Home » Health » Three years of COVID in Aragon: 467,000 cases, more than 5,400 deaths and 3.2 million vaccinations

Three years of COVID in Aragon: 467,000 cases, more than 5,400 deaths and 3.2 million vaccinations

He March 12, 2020, Aragon confirmed 15 cases of coronavirus. The day before, the World Health Organization had declared that the new disease could be characterized as a pandemic. At that time, that figure set off all the alarms, although that number would be anecdotal when, months later, daily infections exceeded 1,300, and up to 8,200 in the wave at the end of 2021. And two days were left until, on the 14th March, the President of the Government, Pedro Sánchez, will announce to the entire country the approval of the state of alarm and the consequent home confinement, which lasted for more than three months.

Since then it’s been three years. More than a thousand days living with the COVID-19, which now represents only 20 daily infectionsthe vast majority without gravity.

The situation has changed so much that the Aragonese hospitals They have gone from collapsing due to the high number of admissions to the ward, which reached 348 in April 2020, and the ICU, 21 patients on March 27, to currently not registering a single patient in intensive care due to the virus, according to the data from the Transparency portal of the Government of Aragon. In addition, there have been 5,448 deathsaccording to these data, although none have been recorded since the end of January.

the beginning was horrible“, recalls María Pilar Figueras, head of the Internal Medicine service at the Miguel Servet Hospital in Zaragoza. The health workers were fighting against a virus they did not know about, with changing symptoms and an uncertain prognosis. “20 or 30 people entered and throughout the afternoon 10 had died. We put treatment and nothing worked. Over time, high flow units came along and helped a lot. Right now the situation is much better,” he stresses.
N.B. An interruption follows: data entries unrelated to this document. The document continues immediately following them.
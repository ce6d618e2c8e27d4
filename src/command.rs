// Copyright (C) 2020-2026 Andy Kurnia.

// Text form, as typed by a player:
//   !place h8h loupe   (row letter a-o, column 1-15, h across or v down)
//   !exchange ab*      (lowercase letters, * for a blank)
//   !pass
//   !hint
// In a placement, lowercase is a natural tile and uppercase a blank played
// as that letter. Letters over occupied squares must repeat what is there.

use super::{alphabet, error};

#[derive(Clone, Debug, PartialEq, Eq, Hash)]
pub struct Placement {
    pub row: i8,
    pub col: i8,
    pub down: bool,
    // One tile per covered square, starting at (row, col).
    pub word: Box<[u8]>,
}

impl Placement {
    // (row, col) of the i-th covered square.
    #[inline(always)]
    pub fn square(&self, i: usize) -> (i8, i8) {
        if self.down {
            (self.row + i as i8, self.col)
        } else {
            (self.row, self.col + i as i8)
        }
    }

    pub fn squares(&self) -> impl Iterator<Item = ((i8, i8), u8)> + '_ {
        (0..self.word.len()).map(|i| (self.square(i), self.word[i]))
    }

    pub fn fmt_position(&self) -> String {
        format!(
            "{}{}{}",
            (b'a' + self.row as u8) as char,
            self.col as i32 + 1,
            if self.down { 'v' } else { 'h' }
        )
    }

    pub fn fmt(&self, alphabet: &alphabet::Alphabet) -> String {
        format!("{} {}", self.fmt_position(), alphabet.fmt_word(&self.word))
    }
}

#[derive(Clone, Debug, PartialEq, Eq)]
pub enum Action {
    Place(Placement),
    Exchange { tiles: Box<[u8]> },
    Pass,
    Hint,
}

impl Action {
    pub fn fmt(&self, alphabet: &alphabet::Alphabet) -> String {
        match self {
            Action::Place(placement) => format!("!place {}", placement.fmt(alphabet)),
            Action::Exchange { tiles } => format!("!exchange {}", alphabet.fmt_rack(tiles)),
            Action::Pass => "!pass".into(),
            Action::Hint => "!hint".into(),
        }
    }
}

#[derive(Clone, Debug, PartialEq, Eq)]
pub struct Command {
    pub sender: String,
    pub action: Action,
}

impl Command {
    pub fn new(sender: &str, action: Action) -> Self {
        Self {
            sender: sender.to_string(),
            action,
        }
    }
}

fn parse_position(s: &str) -> error::Returns<(i8, i8, bool)> {
    let mut chars = s.chars();
    let row = match chars.next() {
        Some(c @ 'a'..='o') => (c as u8 - b'a') as i8,
        _ => {
            return_error!(format!("bad row in {:?}", s));
        }
    };
    let rest = chars.as_str();
    let digits_end = rest
        .find(|c: char| !c.is_ascii_digit())
        .unwrap_or(rest.len());
    let col = match rest[..digits_end].parse::<i8>() {
        Ok(col @ 1..=15) => col - 1,
        _ => {
            return_error!(format!("bad column in {:?}", s));
        }
    };
    let down = match &rest[digits_end..] {
        "" | "h" => false,
        "v" => true,
        _ => {
            return_error!(format!("bad orientation in {:?}", s));
        }
    };
    Ok((row, col, down))
}

pub fn parse_action(alphabet: &alphabet::Alphabet, s: &str) -> error::Returns<Action> {
    let mut args = s.split_whitespace();
    let verb = args.next().unwrap_or("");
    let rest = args.collect::<Vec<_>>();
    match (verb, rest.as_slice()) {
        ("!place", [position, letters]) => {
            let (row, col, down) = parse_position(position)?;
            let word = alphabet.parse_tiles(letters)?;
            if word.iter().any(|&tile| alphabet::letter_of(tile) == 0) {
                return_error!("a placed blank must name its letter in uppercase".into());
            }
            Ok(Action::Place(Placement {
                row,
                col,
                down,
                word: word.into_boxed_slice(),
            }))
        }
        ("!exchange", [letters]) => {
            let tiles = alphabet.parse_tiles(letters)?;
            if tiles.iter().any(|&tile| alphabet::is_blank_played(tile)) {
                return_error!("exchange blanks as *".into());
            }
            Ok(Action::Exchange {
                tiles: tiles.into_boxed_slice(),
            })
        }
        ("!pass", []) => Ok(Action::Pass),
        ("!hint", []) => Ok(Action::Hint),
        ("!place", _) | ("!exchange", _) | ("!pass", _) | ("!hint", _) => {
            return_error!(format!("wrong number of arguments in {:?}", s));
        }
        _ => {
            return_error!(format!("unknown command {:?}", verb));
        }
    }
}

#[cfg(test)]
mod tests {
    use super::*;

    #[test]
    fn parses_placements() {
        let alphabet = alphabet::make_english_alphabet();
        let action = parse_action(alphabet, "!place h8h loUpe").unwrap();
        match &action {
            Action::Place(placement) => {
                assert_eq!((placement.row, placement.col, placement.down), (7, 7, false));
                assert_eq!(placement.word.len(), 5);
                assert_eq!(placement.square(4), (7, 11));
            }
            _ => panic!("expected a placement"),
        }
        assert_eq!(action.fmt(alphabet), "!place h8h loUpe");
        match parse_action(alphabet, "!place o15v x").unwrap() {
            Action::Place(placement) => {
                assert_eq!((placement.row, placement.col, placement.down), (14, 14, true));
                assert_eq!(placement.square(0), (14, 14));
            }
            _ => panic!("expected a placement"),
        }
        match parse_action(alphabet, "!place c3 a").unwrap() {
            Action::Place(placement) => assert!(!placement.down),
            _ => panic!("expected a placement"),
        }
    }

    #[test]
    fn rejects_bad_input() {
        let alphabet = alphabet::make_english_alphabet();
        assert!(parse_action(alphabet, "!place p8h word").is_err());
        assert!(parse_action(alphabet, "!place h16h word").is_err());
        assert!(parse_action(alphabet, "!place h8x word").is_err());
        assert!(parse_action(alphabet, "!place h8h wo*d").is_err());
        assert!(parse_action(alphabet, "!place h8h").is_err());
        assert!(parse_action(alphabet, "!exchange aB").is_err());
        assert!(parse_action(alphabet, "!pass now").is_err());
        assert!(parse_action(alphabet, "!dance").is_err());
    }

    #[test]
    fn parses_the_rest() {
        let alphabet = alphabet::make_english_alphabet();
        assert_eq!(
            parse_action(alphabet, "!exchange a*z").unwrap(),
            Action::Exchange {
                tiles: vec![1, 0, 26].into_boxed_slice()
            }
        );
        assert_eq!(parse_action(alphabet, "!pass").unwrap(), Action::Pass);
        assert_eq!(parse_action(alphabet, " !hint ").unwrap(), Action::Hint);
    }
}
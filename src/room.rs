// Copyright (C) 2020-2026 Andy Kurnia.

use super::error::RoomError;
use super::{
    bag, board, command, dictionary, display, events, game_config, game_timers, objectives,
    play_scorer, rack, validator, virtual_player,
};
use rand::prelude::*;
use rand_chacha::ChaCha20Rng;
use std::sync::Arc;
use std::time::{Duration, Instant, SystemTime};

pub const VIRTUAL_PLAYER_NAME: &str = "virtual";

const HOST: usize = 0;
const GUEST: usize = 1;

#[derive(Clone, Copy, Debug, PartialEq, Eq, serde::Serialize)]
pub enum GameState {
    WaitingForGuest,
    GuestJoined,
    GameAccepted,
    // host turned the guest down; another guest may join
    GameRefused,
    // someone left before the game started
    GameAbandoned,
    GameOver,
}

impl GameState {
    pub fn name(self) -> &'static str {
        match self {
            GameState::WaitingForGuest => "WaitingForGuest",
            GameState::GuestJoined => "GuestJoined",
            GameState::GameAccepted => "GameAccepted",
            GameState::GameRefused => "GameRefused",
            GameState::GameAbandoned => "GameAbandoned",
            GameState::GameOver => "GameOver",
        }
    }
}

#[derive(Clone, Debug)]
pub struct Player {
    pub name: String,
    pub rack: rack::Rack,
    pub score: i32,
    pub is_turn: bool,
    pub abandoned: bool,
    pub is_virtual: bool,
}

impl Player {
    fn new(name: &str, is_virtual: bool) -> Self {
        Self {
            name: name.into(),
            rack: rack::Rack::new(),
            score: 0,
            is_turn: false,
            abandoned: false,
            is_virtual,
        }
    }
}

#[derive(Clone, Debug, PartialEq, Eq)]
pub enum TurnOutcome {
    Placed { points: u32, words: Vec<String> },
    PlacementFailed(String),
    Exchanged { count: usize },
    ExchangeRefused,
    Passed,
    Hints(Vec<String>),
}

#[derive(Clone, Debug, serde::Serialize)]
pub struct PlayerSnapshot {
    pub name: String,
    pub score: i32,
    pub rack: String,
    pub abandoned: bool,
    pub is_virtual: bool,
}

// What persistence gets once a game is over.
#[derive(Clone, Debug, serde::Serialize)]
pub struct RoomSnapshot {
    pub id: String,
    pub state: GameState,
    pub options: game_config::RoomOptions,
    pub players: Vec<PlayerSnapshot>,
    pub turn: u32,
    pub board: Vec<String>,
    pub words: Vec<String>,
    pub reserve: String,
    pub objectives: Vec<objectives::Objective>,
    pub created_at_unix_secs: u64,
    pub started_at_unix_secs: Option<u64>,
    pub winner: Option<String>,
}

// A copy of the position, detached from the room so a search can run
// without holding it.
struct Position {
    board: board::Board,
    rack: Vec<u8>,
    game_config: Arc<game_config::GameConfig>,
    dictionary: Arc<dyn dictionary::Dictionary>,
    dictionary_id: String,
}

impl Position {
    fn with_snapshot<T>(&self, f: impl FnOnce(&validator::BoardSnapshot) -> T) -> T {
        f(&validator::BoardSnapshot {
            board: &self.board,
            game_config: &self.game_config,
            dictionary: &*self.dictionary,
            dictionary_id: &self.dictionary_id,
        })
    }
}

pub struct VirtualTurn {
    pub turn: u32,
    position: Position,
    difficulty: game_config::Difficulty,
    reserve_size: usize,
    rng: ChaCha20Rng,
}

impl VirtualTurn {
    pub fn decide(mut self, budget: Duration) -> (u32, command::Action) {
        let rng = &mut self.rng;
        let action = self.position.with_snapshot(|board_snapshot| {
            virtual_player::get_command(
                board_snapshot,
                &self.position.rack,
                self.difficulty,
                self.reserve_size,
                budget,
                rng,
            )
        });
        (self.turn, action)
    }
}

pub struct HintSearch {
    position: Position,
    budget: Duration,
}

impl HintSearch {
    pub fn run(self) -> Vec<String> {
        self.position.with_snapshot(|board_snapshot| {
            virtual_player::generate_hints(board_snapshot, &self.position.rack, self.budget)
        })
    }
}

fn unix_secs(t: SystemTime) -> u64 {
    t.duration_since(SystemTime::UNIX_EPOCH)
        .map_or(0, |d| d.as_secs())
}

pub struct Room {
    id: String,
    options: game_config::RoomOptions,
    game_config: Arc<game_config::GameConfig>,
    dictionary: Arc<dyn dictionary::Dictionary>,
    state: GameState,
    board: board::Board,
    bag: bag::Bag,
    // host first
    players: Vec<Player>,
    turn: u32,
    // consecutive turns without a placement or exchange
    num_zeros: u8,
    timer: game_timers::TurnTimer,
    any_letter_placed: bool,
    objectives: objectives::Objectives,
    search_budget: Duration,
    created_at: SystemTime,
    started_at: Option<SystemTime>,
    rng: ChaCha20Rng,
    pub events: events::RoomEvents,
}
// Copyright (C) 2020-2026 Andy Kurnia.

// Per-room notification channels. Emitting on a channel nobody subscribed
// to does nothing, and emit_with does not even build the payload.

type Observer<T> = Box<dyn Fn(&T) + Send + Sync>;

pub struct Subject<T> {
    observers: Vec<Observer<T>>,
}

impl<T> Default for Subject<T> {
    fn default() -> Self {
        Self {
            observers: Vec::new(),
        }
    }
}

impl<T> Subject<T> {
    pub fn subscribe<F: Fn(&T) + Send + Sync + 'static>(&mut self, observer: F) {
        self.observers.push(Box::new(observer));
    }

    #[inline(always)]
    pub fn is_observed(&self) -> bool {
        !self.observers.is_empty()
    }

    pub fn emit(&self, value: &T) {
        for observer in self.observers.iter() {
            observer(value);
        }
    }

    pub fn emit_with<F: FnOnce() -> T>(&self, make_value: F) {
        if self.is_observed() {
            self.emit(&make_value());
        }
    }
}

#[derive(Clone, Debug, PartialEq, Eq)]
pub struct TileDrawn {
    pub player: String,
    pub count: usize,
}

#[derive(Clone, Debug, PartialEq, Eq)]
pub struct LettersExchanged {
    pub player: String,
    pub count: usize,
}

#[derive(Clone, Debug, PartialEq, Eq)]
pub struct WordPlaced {
    pub player: String,
    pub command: String,
    pub points: u32,
}

#[derive(Clone, Debug, PartialEq, Eq)]
pub struct TurnSkipped {
    pub player: String,
}

#[derive(Clone, Debug, PartialEq, Eq)]
pub struct PlacementFailed {
    pub player: String,
    pub reason: String,
}

#[derive(Clone, Debug, PartialEq, Eq)]
pub struct TurnChanged {
    pub player: String,
    pub turn: u32,
}

#[derive(Clone, Debug, PartialEq, Eq)]
pub struct GameOver {
    pub host_score: i32,
    pub guest_score: i32,
    // None on a tie.
    pub winner: Option<String>,
}

#[derive(Clone, Debug, PartialEq, Eq)]
pub struct ObjectiveCompleted {
    pub player: String,
    pub description: String,
    pub bonus: i32,
}

#[derive(Default)]
pub struct RoomEvents {
    pub tile_drawn: Subject<TileDrawn>,
    pub letters_exchanged: Subject<LettersExchanged>,
    pub word_placed: Subject<WordPlaced>,
    // every word currently on the board
    pub cross_words_changed: Subject<Vec<String>>,
    pub turn_skipped: Subject<TurnSkipped>,
    pub placement_failed: Subject<PlacementFailed>,
    pub turn_changed: Subject<TurnChanged>,
    pub game_over: Subject<GameOver>,
    pub objective_completed: Subject<ObjectiveCompleted>,
}

#[cfg(test)]
mod tests {
    use super::*;
    use std::sync::{Arc, Mutex};

    #[test]
    fn unobserved_channels_do_not_build_payloads() {
        let subject = Subject::<Vec<String>>::default();
        let mut built = false;
        subject.emit_with(|| {
            built = true;
            Vec::new()
        });
        assert!(!built);
        assert!(!subject.is_observed());
    }

    #[test]
    fn every_observer_sees_every_emission() {
        let seen = Arc::new(Mutex::new(Vec::new()));
        let mut subject = Subject::<TurnSkipped>::default();
        for tag in 0..2 {
            let seen = Arc::clone(&seen);
            subject.subscribe(move |event: &TurnSkipped| {
                seen.lock().unwrap().push(format!("{}:{}", tag, event.player));
            });
        }
        subject.emit_with(|| TurnSkipped {
            player: "ann".into(),
        });
        assert_eq!(*seen.lock().unwrap(), vec!["0:ann", "1:ann"]);
    }
}
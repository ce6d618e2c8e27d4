// Copyright (C) 2020-2026 Andy Kurnia.

use super::error;
use std::collections::{BTreeSet, HashMap};

// The only thing the engine asks of a word list.
pub trait Dictionary: Send + Sync {
    fn in_dictionary(&self, dictionary_id: &str, word: &str) -> bool;

    // Lets the move search abandon a prefix early. Lists that cannot tell
    // must answer true.
    fn has_prefix(&self, dictionary_id: &str, prefix: &str) -> bool {
        let _ = dictionary_id;
        let _ = prefix;
        true
    }
}

// In-memory word lists keyed by dictionary id. Words are stored lowercase.
#[derive(Default)]
pub struct WordListDictionary {
    lists: HashMap<String, BTreeSet<String>>,
}

impl WordListDictionary {
    pub fn new() -> Self {
        Self::default()
    }

    pub fn add_words<S: AsRef<str>, II: IntoIterator<Item = S>>(
        &mut self,
        dictionary_id: &str,
        words: II,
    ) {
        let list = self.lists.entry(dictionary_id.to_string()).or_default();
        for word in words {
            list.insert(word.as_ref().to_lowercase());
        }
    }

    // One word per line; blank lines are skipped.
    pub fn load_str(&mut self, dictionary_id: &str, text: &str) -> error::Returns<usize> {
        let mut words = Vec::new();
        for (line_num, line) in (1..).zip(text.lines()) {
            let word = line.trim();
            if word.is_empty() {
                continue;
            }
            if !word.chars().all(|c| c.is_ascii_alphabetic()) {
                return_error!(format!(
                    "{}: line {} has invalid word {:?}",
                    dictionary_id, line_num, word
                ));
            }
            words.push(word);
        }
        let count = words.len();
        self.add_words(dictionary_id, words);
        log::info!("loaded {} words into {:?}", count, dictionary_id);
        Ok(count)
    }

    pub fn load_file(&mut self, dictionary_id: &str, path: &str) -> error::Returns<usize> {
        self.load_str(dictionary_id, &std::fs::read_to_string(path)?)
    }

    pub fn len(&self, dictionary_id: &str) -> usize {
        self.lists.get(dictionary_id).map_or(0, |list| list.len())
    }

    pub fn is_empty(&self, dictionary_id: &str) -> bool {
        self.len(dictionary_id) == 0
    }
}

impl Dictionary for WordListDictionary {
    fn in_dictionary(&self, dictionary_id: &str, word: &str) -> bool {
        self.lists
            .get(dictionary_id)
            .is_some_and(|list| list.contains(word))
    }

    fn has_prefix(&self, dictionary_id: &str, prefix: &str) -> bool {
        self.lists.get(dictionary_id).is_some_and(|list| {
            list.range::<str, _>((std::ops::Bound::Included(prefix), std::ops::Bound::Unbounded))
                .next()
                .is_some_and(|word| word.starts_with(prefix))
        })
    }
}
Like her, health professionals went blind and even so they stood up to the virus without hesitation and with improvised shields, with rudimentary PPE, which were ineffective.

The toilets, in the front line

Most of the workers at the Figueras unit fell ill. In the first 15 days of confinement, 19 of the 26 toilets had been infected. Despite suffering the ravages of Covid in their own flesh, they returned to the front line of battle as soon as they could: “After four days we already wanted to return. Everyone was calling to see if the PCR was negative and they could go back to work.“.

The support of all the workers, regardless of their specialty, was vital in the fight against this disease. “Us we were in front and the others supported us when we couldn’t take it anymore. Everyone went to one, that’s what we’ve gotten the most positive from,” she says.

At that time, the ICUs overflowed. In the harshest moments of the pandemic, hospitals doubled shifts and doubled beds. The toilets took time and space from where there was none. Everything to save the lives of those who entered.

In the mind of Juan José Araiz, head of the ICU service of the Clinical Hospital, there is a date engraved on fire: April 4, 2020: “That day we had 57 patients in the ICU with Covid.” A figure that collided head-on with the capacities of the service, which had 34 beds.

Among his memories there are also those of the farewells. Many patients died and they did not have the tools or knowledge to fight against the virus that threatened so many lives. “It was a new pathology. They died in 50% of the cases and depending on age, up to 80%,” laments Araiz. In total, since the pandemic began, more than 119,000 people have died in Spain.

Vaccine against COVID-19.

The nurses were also at the foot of the bed. Despite the PPE and the safety distances, they were closer than ever to the patient and served as a link between the patient and the family, who waited for the news every day on the other end of the phone or a video call, at best. the cases.

We would call their families or put a ‘tablet’ on them to say goodbye, not knowing if they would see them again or not.“, says Marta Palacios, supervisor of the Medical ICU of the Clinical Hospital. Very hard moments, which were also hard for them, for the health workers who saw how goodbye hurt even more due to the distance that the pandemic had imposed.

Luckily, the treatments were adapted and life expectancy was extended. On December 27, 2020, nine months after the outbreak of the virus, the first vaccines arrived in Aragon and with them hope. Just over two years later, more than 3.2 million doses have been inoculated in the Community.

It seems incredible, but in three years they have gone from wearing a mask at all times, to removing it safely from health centers, and they have gone from living in fear to breathing easy thanks to science and medicine.